Extracted entries
*** Block opens ***

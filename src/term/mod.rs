//! Terminal rendering module.
//!
//! A small game-oriented rendering layer: the view draws the full board
//! state into a styled framebuffer, and the renderer flushes it to a raw
//! terminal. The view is pure so it can be unit-tested; only the renderer
//! touches I/O. Redraws are whole-frame: the core emits its complete state
//! after every committed move and there is no partial-update protocol.

pub mod fb;
pub mod game_view;
pub mod layout;
pub mod renderer;

pub use fb::{Cell, CellStyle, FrameBuffer, Rgb};
pub use game_view::GameView;
pub use layout::{BoardLayout, Viewport};
pub use renderer::TerminalRenderer;
//! Game state module - the turn controller.
//!
//! Owns the board and the phase machine. The human side moves through
//! [`GameState::select_line`], the computer through
//! [`GameState::opponent_step`]; both funnel every committed claim through
//! box resolution, which alone decides whether the turn repeats.

use std::cmp::Ordering;

use crate::core::{choose_move, resolve_move, Board, MoveReport};
use crate::types::{InvalidMove, Line, Outcome, Side};

/// Whose input the game is waiting on.
#[derive(Debug, Clone, Copy, PartialEq, Eq)]
pub enum Phase {
    AwaitingPlayerInput,
    AwaitingOpponentMove,
    GameOver,
}

/// Complete game state: board, phase, nothing process-wide.
#[derive(Debug, Clone, PartialEq, Eq)]
pub struct GameState {
    board: Board,
    phase: Phase,
}

impl GameState {
    /// Fresh board, human to move.
    pub fn new() -> Self {
        Self {
            board: Board::new(),
            phase: Phase::AwaitingPlayerInput,
        }
    }

    /// Resume from a prepared position with the human to move.
    pub fn from_board(board: Board) -> Self {
        let phase = if board.is_game_over() {
            Phase::GameOver
        } else {
            Phase::AwaitingPlayerInput
        };
        Self { board, phase }
    }

    pub fn board(&self) -> &Board {
        &self.board
    }

    pub fn phase(&self) -> Phase {
        self.phase
    }

    /// The side currently to move; `None` once the game is over.
    pub fn turn(&self) -> Option<Side> {
        match self.phase {
            Phase::AwaitingPlayerInput => Some(Side::Player),
            Phase::AwaitingOpponentMove => Some(Side::Opponent),
            Phase::GameOver => None,
        }
    }

    /// (player boxes, opponent boxes).
    pub fn scores(&self) -> (u8, u8) {
        (
            self.board.score(Side::Player),
            self.board.score(Side::Opponent),
        )
    }

    /// Final classification; `Some` only when the game is over.
    pub fn outcome(&self) -> Option<Outcome> {
        if self.phase != Phase::GameOver {
            return None;
        }
        let (player, opponent) = self.scores();
        Some(match player.cmp(&opponent) {
            Ordering::Greater => Outcome::PlayerWin,
            Ordering::Less => Outcome::OpponentWin,
            Ordering::Equal => Outcome::Draw,
        })
    }

    /// Apply the human's line selection.
    ///
    /// Rejected selections (wrong phase, out of range, already claimed) are
    /// no-ops: nothing on the board changes and the turn does not pass.
    pub fn select_line(&mut self, line: Line) -> Result<MoveReport, InvalidMove> {
        if self.phase != Phase::AwaitingPlayerInput {
            return Err(InvalidMove::NotYourTurn);
        }
        self.board.claim_line(line, Side::Player)?;
        let report = resolve_move(&mut self.board, line, Side::Player);
        self.advance_after(&report);
        Ok(report)
    }

    /// Make one computer move.
    ///
    /// The phase stays `AwaitingOpponentMove` while the computer keeps
    /// closing boxes, so the runner calls this in a loop (with a visible
    /// pause) until the phase changes. Returns `None` outside that phase.
    pub fn opponent_step(&mut self) -> Option<MoveReport> {
        if self.phase != Phase::AwaitingOpponentMove {
            return None;
        }
        let Some(line) = choose_move(&self.board) else {
            // Unreachable while the phase machine upholds the not-full
            // precondition; degrade to game over rather than panic.
            self.phase = Phase::GameOver;
            return None;
        };
        // The line came out of the unclaimed-lines scan, so the claim holds.
        let _ = self.board.claim_line(line, Side::Opponent);
        let report = resolve_move(&mut self.board, line, Side::Opponent);
        self.advance_after(&report);
        Some(report)
    }

    fn advance_after(&mut self, report: &MoveReport) {
        if self.board.is_game_over() {
            self.phase = Phase::GameOver;
        } else if report.completed_box() {
            // Same side moves again; the phase already encodes that.
        } else {
            self.phase = match report.side {
                Side::Player => Phase::AwaitingOpponentMove,
                Side::Opponent => Phase::AwaitingPlayerInput,
            };
        }
    }
}

impl Default for GameState {
    fn default() -> Self {
        Self::new()
    }
}
//! GameView: maps `core::GameState` into a terminal framebuffer.
//!
//! This module is pure (no I/O). It can be unit-tested.

use crate::core::{GameState, Phase};
use crate::term::fb::{CellStyle, FrameBuffer, Rgb};
use crate::term::layout::{BoardLayout, Viewport};
use crate::types::{Line, Outcome, Side, GRID_SIZE};

/// Width of the score panel to the right of the grid.
const PANEL_W: u16 = 24;
/// Gap between grid and panel.
const PANEL_GAP: u16 = 3;

const PLAYER_COLOR: Rgb = Rgb::new(60, 220, 60);
const OPPONENT_COLOR: Rgb = Rgb::new(230, 70, 70);
const DOT_COLOR: Rgb = Rgb::new(235, 235, 235);
const HINT_COLOR: Rgb = Rgb::new(140, 140, 150);

/// Renders the full board state each frame; no partial updates.
pub struct GameView {
    cell_w: u16,
    cell_h: u16,
}

impl Default for GameView {
    fn default() -> Self {
        // Wide cells compensate for the terminal glyph aspect ratio.
        Self {
            cell_w: 8,
            cell_h: 4,
        }
    }
}

impl GameView {
    pub fn new(cell_w: u16, cell_h: u16) -> Self {
        Self { cell_w, cell_h }
    }

    /// Where the grid lands for a given viewport. Input hit-testing uses
    /// the same layout, so clicks and drawing can never disagree.
    pub fn layout(&self, viewport: Viewport) -> BoardLayout {
        let grid_w = GRID_SIZE as u16 * self.cell_w + 1;
        let grid_h = GRID_SIZE as u16 * self.cell_h + 1;
        let total_w = grid_w + PANEL_GAP + PANEL_W;

        let origin_x = viewport.width.saturating_sub(total_w) / 2;
        let origin_y = viewport.height.saturating_sub(grid_h) / 2;
        BoardLayout::new(origin_x, origin_y, self.cell_w, self.cell_h)
    }

    /// Render the current game state into a framebuffer.
    pub fn render(&self, game: &GameState, viewport: Viewport) -> FrameBuffer {
        let mut fb = FrameBuffer::new(viewport.width, viewport.height);
        let layout = self.layout(viewport);

        self.draw_boxes(&mut fb, game, &layout);
        self.draw_lines(&mut fb, game, &layout);
        self.draw_dots(&mut fb, &layout);
        self.draw_panel(&mut fb, game, &layout);

        if game.phase() == Phase::GameOver {
            self.draw_outcome_banner(&mut fb, game, &layout);
        }

        fb
    }

    fn draw_boxes(&self, fb: &mut FrameBuffer, game: &GameState, layout: &BoardLayout) {
        for x in 0..GRID_SIZE {
            for y in 0..GRID_SIZE {
                let Some(owner) = game.board().box_owner(x, y) else {
                    continue;
                };
                let style = CellStyle::new(Rgb::new(0, 0, 0), side_color(owner));
                fb.fill_rect(
                    layout.dot_x(x) + 1,
                    layout.dot_y(y) + 1,
                    self.cell_w - 1,
                    self.cell_h - 1,
                    ' ',
                    style,
                );
            }
        }
    }

    fn draw_lines(&self, fb: &mut FrameBuffer, game: &GameState, layout: &BoardLayout) {
        for i in 0..GRID_SIZE {
            for j in 0..=GRID_SIZE {
                let line = Line::horizontal(i, j);
                if let Some(Some(side)) = game.board().get(line) {
                    let style = CellStyle::new(side_color(side), Rgb::new(0, 0, 0)).bold();
                    let y = layout.dot_y(j);
                    for x in layout.dot_x(i) + 1..layout.dot_x(i + 1) {
                        fb.put_char(x, y, '─', style);
                    }
                }
            }
        }
        for i in 0..=GRID_SIZE {
            for j in 0..GRID_SIZE {
                let line = Line::vertical(i, j);
                if let Some(Some(side)) = game.board().get(line) {
                    let style = CellStyle::new(side_color(side), Rgb::new(0, 0, 0)).bold();
                    let x = layout.dot_x(i);
                    for y in layout.dot_y(j) + 1..layout.dot_y(j + 1) {
                        fb.put_char(x, y, '│', style);
                    }
                }
            }
        }
    }

    fn draw_dots(&self, fb: &mut FrameBuffer, layout: &BoardLayout) {
        let style = CellStyle::new(DOT_COLOR, Rgb::new(0, 0, 0)).bold();
        for i in 0..=GRID_SIZE {
            for j in 0..=GRID_SIZE {
                fb.put_char(layout.dot_x(i), layout.dot_y(j), '•', style);
            }
        }
    }

    fn draw_panel(&self, fb: &mut FrameBuffer, game: &GameState, layout: &BoardLayout) {
        let x = layout.dot_x(GRID_SIZE) + 1 + PANEL_GAP;
        let y = layout.origin_y;
        let (player, opponent) = game.scores();

        fb.put_str(x, y, "DOTS AND BOXES", CellStyle::default().bold());

        let player_style = CellStyle::new(PLAYER_COLOR, Rgb::new(0, 0, 0));
        let opponent_style = CellStyle::new(OPPONENT_COLOR, Rgb::new(0, 0, 0));
        fb.put_str(x, y + 2, &format!("You  {player}"), player_style);
        fb.put_str(x, y + 3, &format!("CPU  {opponent}"), opponent_style);

        let status = match game.phase() {
            Phase::AwaitingPlayerInput => "your move",
            Phase::AwaitingOpponentMove => "thinking...",
            Phase::GameOver => match game.outcome() {
                Some(Outcome::PlayerWin) => "you win!",
                Some(Outcome::OpponentWin) => "you lose!",
                _ => "draw!",
            },
        };
        fb.put_str(x, y + 5, status, CellStyle::default());

        let hint_style = CellStyle::new(HINT_COLOR, Rgb::new(0, 0, 0));
        fb.put_str(x, y + 7, "click a line to", hint_style);
        fb.put_str(x, y + 8, "claim it / q quits", hint_style);
    }

    fn draw_outcome_banner(&self, fb: &mut FrameBuffer, game: &GameState, layout: &BoardLayout) {
        let (player, opponent) = game.scores();
        let (text, color) = match game.outcome() {
            Some(Outcome::PlayerWin) => (format!(" You win! {player} : {opponent} "), PLAYER_COLOR),
            Some(Outcome::OpponentWin) => {
                (format!(" You lose! {player} : {opponent} "), OPPONENT_COLOR)
            }
            _ => (format!(" Draw! {player} : {opponent} "), DOT_COLOR),
        };

        let len = text.chars().count() as u16;
        let grid_w = layout.grid_w();
        let x = layout.origin_x + grid_w.saturating_sub(len) / 2;
        let y = layout.origin_y + layout.grid_h() / 2;
        let style = CellStyle::new(Rgb::new(0, 0, 0), color).bold();
        fb.put_str(x, y, &text, style);
    }
}

fn side_color(side: Side) -> Rgb {
    match side {
        Side::Player => PLAYER_COLOR,
        Side::Opponent => OPPONENT_COLOR,
    }
}

#[cfg(test)]
mod tests {
    use super::*;
    use crate::core::Board;

    fn viewport() -> Viewport {
        Viewport::new(80, 24)
    }

    #[test]
    fn test_render_draws_all_dots() {
        let view = GameView::default();
        let game = GameState::new();
        let fb = view.render(&game, viewport());
        let layout = view.layout(viewport());

        for i in 0..=GRID_SIZE {
            for j in 0..=GRID_SIZE {
                let cell = fb.get(layout.dot_x(i), layout.dot_y(j)).unwrap();
                assert_eq!(cell.ch, '•');
            }
        }
    }

    #[test]
    fn test_claimed_line_appears_in_side_color() {
        let mut board = Board::new();
        board.claim_line(Line::horizontal(0, 0), Side::Player).unwrap();
        let game = GameState::from_board(board);

        let view = GameView::default();
        let fb = view.render(&game, viewport());
        let layout = view.layout(viewport());

        let cell = fb.get(layout.dot_x(0) + 1, layout.dot_y(0)).unwrap();
        assert_eq!(cell.ch, '─');
        assert_eq!(cell.style.fg, PLAYER_COLOR);
    }

    #[test]
    fn test_owned_box_is_filled() {
        let mut board = Board::new();
        for line in Board::box_edges(0, 0) {
            board.claim_line(line, Side::Opponent).unwrap();
        }
        board.apply_box_ownership(&[(0, 0)], Side::Opponent);
        let game = GameState::from_board(board);

        let view = GameView::default();
        let fb = view.render(&game, viewport());
        let layout = view.layout(viewport());

        let cell = fb.get(layout.dot_x(0) + 1, layout.dot_y(0) + 1).unwrap();
        assert_eq!(cell.style.bg, OPPONENT_COLOR);
    }

    #[test]
    fn test_layout_matches_between_frames() {
        // Hit-testing relies on the layout being a pure function of the
        // viewport, not of game state.
        let view = GameView::default();
        assert_eq!(view.layout(viewport()), view.layout(viewport()));
    }
}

*** Block closes ***

What the task asks
Exactly as written, repeat the lines from the start of the listing through the line containing "its complete state", both included.

Answer for this exercise
filename src/term/mod.rs
//! Terminal rendering module.
//!
//! A small game-oriented rendering layer: the view draws the full board
//! state into a styled framebuffer, and the renderer flushes it to a raw
//! terminal. The view is pure so it can be unit-tested; only the renderer
//! touches I/O. Redraws are whole-frame: the core emits its complete state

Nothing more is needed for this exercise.